UK Tightening Regulations On Plastic Surgery


Call me old fashioned, but winning surgery as a prize in a competition strikes me as bizarre. Since when could a medical procedure – and one with potential complications at that – masquerade as a prize? Since when could surgery be won?


Well, since the cosmetic surgery industry rolled into action. Really, since cosmetic procedures became commercialized.


With commercialization came lower standards, wild claims, dodgy techniques, dodgier practitioners and an erosion of the checks and balances that keep orthodox medicine on the straight and narrow.


Thank heavens, then, for new legislation. Under Government plans to clamp down on rogue cosmetic surgery firms, women can no longer be offered breast implants as competition prizes or special offers.


To prevent non-specialists carrying out cosmetic operations, surgeons will, for the first time, be required to have standardized training and qualifications.


Medical regulators have drawn up strict rules in response to the recent breast implant scandal in which an estimated 47,000 British women were given substandard implants made by the French firm PIP.


The inquiry launched afterwards uncovered widespread abuses in the industry, estimated to be worth £2.3billion a year, which has been getting away with poor practices that would be condemned as unethical in other areas of surgery. These include cut-price deals that don’t allow patients to be refunded if they change their mind, and mother-and-daughter offers – two operations for the price of one.


The reforms will be jointly supervised by the Royal College of Surgeons and the General Medical Council. The first specialized qualifications in cosmetic surgery will come into force with regular skills and ethics checks for surgeons to remain registered.

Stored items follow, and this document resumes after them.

//! # Acquisition Driver
//!
//! Runs one complete acquisition transaction against the single-wire sensor
//! and retries until a reading is accepted or the attempt budget is spent.
//!
//! ## Transaction
//! ```text
//! Idle → Requesting → AwaitingResponse → Sampling → Validating → Accepted
//!            ▲                                          │
//!            └──────────────── Retrying ◄───────────────┘ → Exhausted
//! ```
//!
//! 1. **Requesting**: drive the line low for the wake pulse, then high.
//! 2. **AwaitingResponse**: release the line (input, pull-up) and wait for the
//!    sensor's acknowledgement: high → low → high → low.
//! 3. **Sampling**: 40 times, wait out the low phase and time the high phase.
//! 4. **Validating**: decode, verify the checksum, check the physical range.
//!
//! Every wait is bounded by elapsed monotonic time. A bound that expires
//! aborts the transaction with [`AcquisitionOutcome::Timeout`] naming the
//! stage; a partially captured frame is discarded, never decoded.
//!
//! The line is held through a [`LineGuard`], so it returns to idle on every
//! exit path. The sampling loop polls without yielding.

use super::clock::Clock;
use super::frame::{decode_bits, sample_bit, FrameError, RawFrame, FRAME_BITS};
use super::line::{DigitalLine, EdgeEvent, Level, LineError, LineGuard, LineMode, IDLE_MODE};
use crate::Reading;
use std::fmt;
use std::sync::{Arc, Mutex, PoisonError};
use std::time::Duration;
use thiserror::Error;
use tracing::{debug, warn};

/// Timing and retry parameters of the acquisition driver.
#[derive(Clone, Debug, PartialEq)]
pub struct AcquisitionConfig {
    /// High pulses longer than this are 1 bits
    pub bit_threshold: Duration,
    /// How long the host holds the line low to wake the sensor
    pub wake_pulse: Duration,
    /// How long the host drives the line high before releasing it
    pub release_hold: Duration,
    /// Bound for each acknowledgement wait
    pub response_timeout: Duration,
    /// Bound for each phase of a data bit
    pub bit_timeout: Duration,
    pub max_attempts: u32,
    pub retry_delay: Duration,
    /// Accepted temperature band in °C, inclusive
    pub temperature_range: (f32, f32),
}

impl Default for AcquisitionConfig {
    fn default() -> Self {
        AcquisitionConfig {
            bit_threshold: Duration::from_micros(40),
            wake_pulse: Duration::from_millis(25),
            release_hold: Duration::ZERO,
            response_timeout: Duration::from_micros(1000),
            bit_timeout: Duration::from_micros(500),
            max_attempts: 15,
            retry_delay: Duration::from_millis(500),
            temperature_range: (0.0, 50.0),
        }
    }
}

/// Wait point at which a transaction timed out.
#[derive(Clone, Copy, Debug, PartialEq, Eq)]
pub enum Stage {
    /// Line never pulled low after release
    AwaitResponse,
    /// Acknowledgement low phase never ended
    ResponseLow,
    /// Acknowledgement high phase never ended
    ResponseHigh,
    /// Low phase of data bit `n` never ended
    BitLow(u8),
    /// High phase of data bit `n` never ended
    BitHigh(u8),
}

impl fmt::Display for Stage {
    fn fmt(&self, f: &mut fmt::Formatter<'_>) -> fmt::Result {
        match self {
            Stage::AwaitResponse => f.write_str("await_response"),
            Stage::ResponseLow => f.write_str("response_low"),
            Stage::ResponseHigh => f.write_str("response_high"),
            Stage::BitLow(i) | Stage::BitHigh(i) => write!(f, "bit_{i}"),
        }
    }
}

/// Why a decoded frame was rejected without a checksum failure.
#[derive(Error, Debug, Clone, Copy, PartialEq)]
pub enum Malformed {
    #[error(transparent)]
    Frame(FrameError),

    #[error("reading out of range ({}°C, {}%)", .0.temperature_c, .0.humidity_pct)]
    OutOfRange(Reading),
}

/// Result of one acquisition transaction.
#[derive(Debug, Clone, PartialEq)]
pub enum AcquisitionOutcome {
    Ok(Reading),
    Timeout(Stage),
    ChecksumMismatch { expected: u8, actual: u8 },
    MalformedFrame(Malformed),
    /// The GPIO layer itself failed
    Line(LineError),
}

impl fmt::Display for AcquisitionOutcome {
    fn fmt(&self, f: &mut fmt::Formatter<'_>) -> fmt::Result {
        match self {
            AcquisitionOutcome::Ok(r) => {
                write!(f, "ok ({}°C, {}%)", r.temperature_c, r.humidity_pct)
            }
            AcquisitionOutcome::Timeout(stage) => write!(f, "timeout at {stage}"),
            AcquisitionOutcome::ChecksumMismatch { expected, actual } => write!(
                f,
                "checksum mismatch (expected {expected:#04x}, found {actual:#04x})"
            ),
            AcquisitionOutcome::MalformedFrame(reason) => write!(f, "{reason}"),
            AcquisitionOutcome::Line(e) => write!(f, "{e}"),
        }
    }
}

/// The only failure surfaced to callers of [`AcquisitionDriver::acquire`].
#[derive(Error, Debug, Clone, PartialEq, Eq)]
pub enum AcquisitionError {
    #[error("sensor acquisition exhausted after {attempts} attempts")]
    Exhausted { attempts: u32 },
}

/// Driver state, observable between calls.
#[derive(Clone, Copy, Debug, PartialEq, Eq)]
pub enum DriverState {
    Idle,
    Requesting,
    AwaitingResponse,
    Sampling,
    Validating,
    Accepted,
    Retrying,
    Exhausted,
}

/// Reasons a transaction stopped before a full frame was captured.
enum Abort {
    Timeout(Stage),
    Line(LineError),
}

impl From<LineError> for Abort {
    fn from(e: LineError) -> Self {
        Abort::Line(e)
    }
}

/// Something that yields air readings, one blocking transaction at a time.
pub trait AirSensor {
    fn acquire(&mut self) -> Result<Reading, AcquisitionError>;
}

/// Owns the sensor line and runs acquisition transactions over it.
pub struct AcquisitionDriver<L, C> {
    line: L,
    clock: C,
    config: AcquisitionConfig,
    state: DriverState,
}

impl<L: DigitalLine, C: Clock> AcquisitionDriver<L, C> {
    pub fn new(line: L, clock: C, config: AcquisitionConfig) -> Self {
        AcquisitionDriver {
            line,
            clock,
            config,
            state: DriverState::Idle,
        }
    }

    pub fn state(&self) -> DriverState {
        self.state
    }

    pub fn config(&self) -> &AcquisitionConfig {
        &self.config
    }

    pub fn line(&self) -> &L {
        &self.line
    }

    /// Acquire a reading, retrying up to `max_attempts` times.
    ///
    /// Blocks for at most roughly
    /// `max_attempts × (wake_pulse + waits) + (max_attempts - 1) × retry_delay`.
    pub fn acquire(&mut self) -> Result<Reading, AcquisitionError> {
        let attempts = self.config.max_attempts.max(1);

        for attempt in 1..=attempts {
            match self.attempt() {
                AcquisitionOutcome::Ok(reading) => {
                    debug!(
                        attempt,
                        temperature = reading.temperature_c,
                        humidity = reading.humidity_pct,
                        "sensor reading accepted"
                    );
                    return Ok(reading);
                }
                outcome => {
                    debug!(attempt, %outcome, "sensor acquisition attempt failed");
                    if attempt < attempts {
                        self.clock.sleep(self.config.retry_delay);
                    }
                }
            }
        }

        self.state = DriverState::Exhausted;
        warn!(attempts, "sensor acquisition exhausted");
        Err(AcquisitionError::Exhausted { attempts })
    }

    /// Run exactly one transaction and report how it ended.
    ///
    /// A failed transaction leaves the driver in [`DriverState::Retrying`].
    pub fn attempt(&mut self) -> AcquisitionOutcome {
        let outcome = self.transact();
        if !matches!(outcome, AcquisitionOutcome::Ok(_)) {
            self.state = DriverState::Retrying;
        }
        outcome
    }

    fn transact(&mut self) -> AcquisitionOutcome {
        let frame = match self.capture() {
            Ok(frame) => frame,
            Err(Abort::Timeout(stage)) => return AcquisitionOutcome::Timeout(stage),
            Err(Abort::Line(e)) => return AcquisitionOutcome::Line(e),
        };

        self.state = DriverState::Validating;
        let reading = match decode_bits(frame.bits()) {
            Ok(decoded) => decoded.reading(),
            Err(FrameError::ChecksumMismatch { expected, actual }) => {
                return AcquisitionOutcome::ChecksumMismatch { expected, actual };
            }
            Err(e) => return AcquisitionOutcome::MalformedFrame(Malformed::Frame(e)),
        };

        if !reading.is_plausible(self.config.temperature_range) {
            return AcquisitionOutcome::MalformedFrame(Malformed::OutOfRange(reading));
        }

        self.state = DriverState::Accepted;
        AcquisitionOutcome::Ok(reading)
    }

    /// Wake the sensor, follow the handshake and capture all 40 bits.
    fn capture(&mut self) -> Result<RawFrame, Abort> {
        self.state = DriverState::Requesting;
        let mut line = LineGuard::new(&mut self.line);

        line.set_mode(LineMode::Output)?;
        line.write(Level::Low)?;
        self.clock.sleep(self.config.wake_pulse);
        line.write(Level::High)?;
        if !self.config.release_hold.is_zero() {
            self.clock.sleep(self.config.release_hold);
        }
        line.set_mode(IDLE_MODE)?;

        self.state = DriverState::AwaitingResponse;
        let limit = self.config.response_timeout;
        wait_while(&mut *line, &self.clock, Level::High, limit, Stage::AwaitResponse)?;
        wait_while(&mut *line, &self.clock, Level::Low, limit, Stage::ResponseLow)?;
        wait_while(&mut *line, &self.clock, Level::High, limit, Stage::ResponseHigh)?;

        self.state = DriverState::Sampling;
        let limit = self.config.bit_timeout;
        let mut bits = [0u8; FRAME_BITS];
        for (i, bit) in (0u8..).zip(bits.iter_mut()) {
            wait_while(&mut *line, &self.clock, Level::Low, limit, Stage::BitLow(i))?;
            let pulse = wait_while(&mut *line, &self.clock, Level::High, limit, Stage::BitHigh(i))?;
            *bit = sample_bit(pulse.held, self.config.bit_threshold);
        }

        Ok(RawFrame::new(bits))
    }
}

impl<L: DigitalLine, C: Clock> AirSensor for AcquisitionDriver<L, C> {
    fn acquire(&mut self) -> Result<Reading, AcquisitionError> {
        AcquisitionDriver::acquire(self)
    }
}

/// Poll until the line leaves `level`, giving up once `limit` has elapsed.
fn wait_while<L: DigitalLine + ?Sized, C: Clock>(
    line: &mut L,
    clock: &C,
    level: Level,
    limit: Duration,
    stage: Stage,
) -> Result<EdgeEvent, Abort> {
    let start = clock.now();
    loop {
        let observed = line.read()?;
        let held = clock.now().saturating_sub(start);
        if observed != level {
            return Ok(EdgeEvent { from: level, held });
        }
        if held > limit {
            return Err(Abort::Timeout(stage));
        }
    }
}

/// Cloneable handle that serializes transactions against one sensor.
///
/// At most one acquisition runs at a time; other callers block on the lock.
#[derive(Clone)]
pub struct SharedAirSensor {
    inner: Arc<Mutex<Box<dyn AirSensor + Send>>>,
}

impl SharedAirSensor {
    pub fn new(sensor: impl AirSensor + Send + 'static) -> Self {
        SharedAirSensor {
            inner: Arc::new(Mutex::new(Box::new(sensor))),
        }
    }

    pub fn acquire(&self) -> Result<Reading, AcquisitionError> {
        // The line guard restores the pin during unwinding, so a poisoned
        // driver is still in a usable state.
        let mut sensor = self.inner.lock().unwrap_or_else(PoisonError::into_inner);
        sensor.acquire()
    }
}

The tightening-up will mean that surgeons from abroad who seek registration will have to demonstrate competence in cosmetic surgery and in speaking English.


At present, European doctors can register without special checks in Britain, so high street providers have brought in inexperienced, low-cost foreign surgeons.


Simon Whitey, a plastic surgery consultant at the Royal Free Hospital in north London, said: “There should be no such thing as the cheap option; you should get a certain standard of care, you should get excellence.


“If you can raise the bar here, you can challenge everyone coming into this country, and say: ‘Show us you can jump over that bar’.”


All types of breast implants will have to be registered and there will be a reporting center for problems with breast implants, so that early warnings can be sent to clinics as soon as there is an alert.